▶ **Exercise requirements**
Pull each line holding the word "panic" from the data.

▶ **Exercise input**
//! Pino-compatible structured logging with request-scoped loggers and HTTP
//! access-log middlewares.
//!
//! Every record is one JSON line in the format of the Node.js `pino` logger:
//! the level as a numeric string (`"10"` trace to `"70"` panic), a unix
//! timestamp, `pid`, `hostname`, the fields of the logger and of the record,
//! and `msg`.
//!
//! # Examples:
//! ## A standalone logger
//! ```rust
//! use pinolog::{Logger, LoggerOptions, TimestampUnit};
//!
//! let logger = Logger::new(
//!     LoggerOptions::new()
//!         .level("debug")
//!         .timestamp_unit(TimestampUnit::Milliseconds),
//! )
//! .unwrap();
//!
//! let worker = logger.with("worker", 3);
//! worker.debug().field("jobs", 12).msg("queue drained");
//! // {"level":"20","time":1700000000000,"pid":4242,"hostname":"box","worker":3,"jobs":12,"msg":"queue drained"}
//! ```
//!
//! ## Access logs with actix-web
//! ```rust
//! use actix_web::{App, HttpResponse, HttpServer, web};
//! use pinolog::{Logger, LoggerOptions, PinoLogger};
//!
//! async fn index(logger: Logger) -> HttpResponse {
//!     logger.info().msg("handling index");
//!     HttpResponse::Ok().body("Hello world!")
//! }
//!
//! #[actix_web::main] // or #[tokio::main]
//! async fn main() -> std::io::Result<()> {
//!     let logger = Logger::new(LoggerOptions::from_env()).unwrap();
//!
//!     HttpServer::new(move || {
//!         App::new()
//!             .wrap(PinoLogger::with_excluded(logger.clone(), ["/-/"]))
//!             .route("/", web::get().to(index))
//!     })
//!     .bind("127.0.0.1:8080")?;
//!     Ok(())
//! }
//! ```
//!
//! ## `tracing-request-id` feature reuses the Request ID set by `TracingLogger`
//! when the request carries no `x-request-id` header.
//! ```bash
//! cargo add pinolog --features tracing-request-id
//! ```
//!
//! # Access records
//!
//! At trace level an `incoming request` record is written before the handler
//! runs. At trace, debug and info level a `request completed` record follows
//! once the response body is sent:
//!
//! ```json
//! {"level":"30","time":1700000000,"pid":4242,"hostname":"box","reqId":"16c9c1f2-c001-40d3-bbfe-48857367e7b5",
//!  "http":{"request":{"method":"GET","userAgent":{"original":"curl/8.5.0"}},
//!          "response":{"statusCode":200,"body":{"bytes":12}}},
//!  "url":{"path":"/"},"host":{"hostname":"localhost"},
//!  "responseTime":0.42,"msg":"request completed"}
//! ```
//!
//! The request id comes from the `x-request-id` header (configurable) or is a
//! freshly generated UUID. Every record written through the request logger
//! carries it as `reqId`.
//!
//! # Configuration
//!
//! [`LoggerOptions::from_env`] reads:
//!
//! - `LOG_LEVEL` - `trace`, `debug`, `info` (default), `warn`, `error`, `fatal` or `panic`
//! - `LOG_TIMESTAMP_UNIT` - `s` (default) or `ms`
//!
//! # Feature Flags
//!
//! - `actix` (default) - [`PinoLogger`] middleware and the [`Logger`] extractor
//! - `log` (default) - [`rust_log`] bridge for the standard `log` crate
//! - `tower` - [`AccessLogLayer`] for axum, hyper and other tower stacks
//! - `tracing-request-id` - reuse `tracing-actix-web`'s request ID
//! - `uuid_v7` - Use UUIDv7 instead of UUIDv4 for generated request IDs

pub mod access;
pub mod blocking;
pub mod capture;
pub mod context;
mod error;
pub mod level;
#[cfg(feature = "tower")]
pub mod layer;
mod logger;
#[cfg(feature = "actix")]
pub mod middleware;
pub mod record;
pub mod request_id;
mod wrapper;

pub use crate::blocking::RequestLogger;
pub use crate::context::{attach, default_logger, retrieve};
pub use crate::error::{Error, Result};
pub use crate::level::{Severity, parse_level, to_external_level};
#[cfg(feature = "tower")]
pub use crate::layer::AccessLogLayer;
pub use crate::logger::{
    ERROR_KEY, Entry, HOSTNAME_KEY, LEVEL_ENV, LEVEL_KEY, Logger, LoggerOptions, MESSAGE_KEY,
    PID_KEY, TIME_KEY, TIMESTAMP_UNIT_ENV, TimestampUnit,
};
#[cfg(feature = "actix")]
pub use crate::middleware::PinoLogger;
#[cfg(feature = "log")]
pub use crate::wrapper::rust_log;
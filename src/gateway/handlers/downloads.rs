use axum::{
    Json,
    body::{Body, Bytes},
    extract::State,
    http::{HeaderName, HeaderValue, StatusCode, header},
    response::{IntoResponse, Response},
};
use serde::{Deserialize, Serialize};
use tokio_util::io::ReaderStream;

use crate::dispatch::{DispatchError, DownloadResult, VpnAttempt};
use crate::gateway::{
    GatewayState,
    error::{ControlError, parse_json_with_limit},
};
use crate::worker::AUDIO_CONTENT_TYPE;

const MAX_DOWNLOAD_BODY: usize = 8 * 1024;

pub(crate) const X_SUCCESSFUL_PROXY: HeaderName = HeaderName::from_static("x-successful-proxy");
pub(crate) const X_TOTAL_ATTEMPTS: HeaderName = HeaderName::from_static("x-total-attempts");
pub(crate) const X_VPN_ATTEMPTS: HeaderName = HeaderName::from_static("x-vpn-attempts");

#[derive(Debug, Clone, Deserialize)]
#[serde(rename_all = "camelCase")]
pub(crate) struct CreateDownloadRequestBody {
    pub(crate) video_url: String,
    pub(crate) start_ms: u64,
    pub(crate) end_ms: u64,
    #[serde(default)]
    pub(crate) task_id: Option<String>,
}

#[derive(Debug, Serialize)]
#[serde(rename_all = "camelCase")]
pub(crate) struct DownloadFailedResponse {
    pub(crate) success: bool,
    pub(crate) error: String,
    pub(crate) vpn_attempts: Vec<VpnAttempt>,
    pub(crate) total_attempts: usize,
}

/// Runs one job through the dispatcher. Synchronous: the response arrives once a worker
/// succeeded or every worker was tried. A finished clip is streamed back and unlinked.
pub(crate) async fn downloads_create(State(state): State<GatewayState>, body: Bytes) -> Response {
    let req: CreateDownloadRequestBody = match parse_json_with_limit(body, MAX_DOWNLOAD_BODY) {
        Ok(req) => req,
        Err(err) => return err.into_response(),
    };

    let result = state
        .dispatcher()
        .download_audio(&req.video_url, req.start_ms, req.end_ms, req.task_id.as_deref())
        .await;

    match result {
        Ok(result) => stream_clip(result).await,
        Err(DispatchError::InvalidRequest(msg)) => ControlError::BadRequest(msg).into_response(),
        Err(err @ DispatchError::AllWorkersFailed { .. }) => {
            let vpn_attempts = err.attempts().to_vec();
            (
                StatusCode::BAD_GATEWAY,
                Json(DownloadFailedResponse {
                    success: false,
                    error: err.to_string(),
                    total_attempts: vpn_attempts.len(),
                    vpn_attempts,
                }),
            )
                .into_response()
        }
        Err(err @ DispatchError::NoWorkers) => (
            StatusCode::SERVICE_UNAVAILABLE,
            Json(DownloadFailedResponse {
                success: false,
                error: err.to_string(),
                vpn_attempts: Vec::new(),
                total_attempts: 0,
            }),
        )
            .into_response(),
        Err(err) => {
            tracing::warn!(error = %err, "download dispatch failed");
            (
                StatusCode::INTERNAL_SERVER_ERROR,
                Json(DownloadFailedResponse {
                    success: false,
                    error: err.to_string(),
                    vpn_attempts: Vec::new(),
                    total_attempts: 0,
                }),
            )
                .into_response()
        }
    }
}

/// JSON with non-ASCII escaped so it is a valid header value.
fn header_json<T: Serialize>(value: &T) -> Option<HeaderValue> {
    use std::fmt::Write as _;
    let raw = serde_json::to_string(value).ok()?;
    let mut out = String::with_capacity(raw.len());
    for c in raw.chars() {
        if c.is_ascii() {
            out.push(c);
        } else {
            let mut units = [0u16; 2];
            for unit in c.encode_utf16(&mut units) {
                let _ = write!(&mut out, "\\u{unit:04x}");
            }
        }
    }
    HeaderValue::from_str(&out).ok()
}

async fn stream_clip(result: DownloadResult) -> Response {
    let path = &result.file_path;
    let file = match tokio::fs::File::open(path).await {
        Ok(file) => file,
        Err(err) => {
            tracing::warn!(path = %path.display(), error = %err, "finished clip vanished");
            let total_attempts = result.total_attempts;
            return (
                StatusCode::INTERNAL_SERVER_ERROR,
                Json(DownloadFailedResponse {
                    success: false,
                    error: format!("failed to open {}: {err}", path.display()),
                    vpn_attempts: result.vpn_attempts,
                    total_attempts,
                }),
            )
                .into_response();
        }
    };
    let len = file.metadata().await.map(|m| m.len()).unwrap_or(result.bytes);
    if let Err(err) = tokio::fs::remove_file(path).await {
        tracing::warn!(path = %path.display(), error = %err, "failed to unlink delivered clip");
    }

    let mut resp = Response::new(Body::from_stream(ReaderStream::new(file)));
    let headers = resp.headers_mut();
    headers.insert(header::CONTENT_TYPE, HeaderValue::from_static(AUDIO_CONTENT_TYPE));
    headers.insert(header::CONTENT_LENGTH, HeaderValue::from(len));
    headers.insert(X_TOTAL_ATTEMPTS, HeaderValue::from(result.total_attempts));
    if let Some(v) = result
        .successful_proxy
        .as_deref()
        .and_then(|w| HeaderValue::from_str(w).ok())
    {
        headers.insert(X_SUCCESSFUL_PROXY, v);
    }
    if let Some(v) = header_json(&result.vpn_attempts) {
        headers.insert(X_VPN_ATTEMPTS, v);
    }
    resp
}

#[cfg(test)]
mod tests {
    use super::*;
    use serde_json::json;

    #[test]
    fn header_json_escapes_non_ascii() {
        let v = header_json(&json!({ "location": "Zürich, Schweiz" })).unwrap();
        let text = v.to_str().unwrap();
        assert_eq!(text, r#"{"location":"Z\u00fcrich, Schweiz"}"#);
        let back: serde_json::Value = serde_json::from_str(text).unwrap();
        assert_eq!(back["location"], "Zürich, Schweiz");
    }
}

▶ **Answer box**
//! the level as a numeric string (`"10"` trace to `"70"` panic), a unix
//! - `LOG_LEVEL` - `trace`, `debug`, `info` (default), `warn`, `error`, `fatal` or `panic`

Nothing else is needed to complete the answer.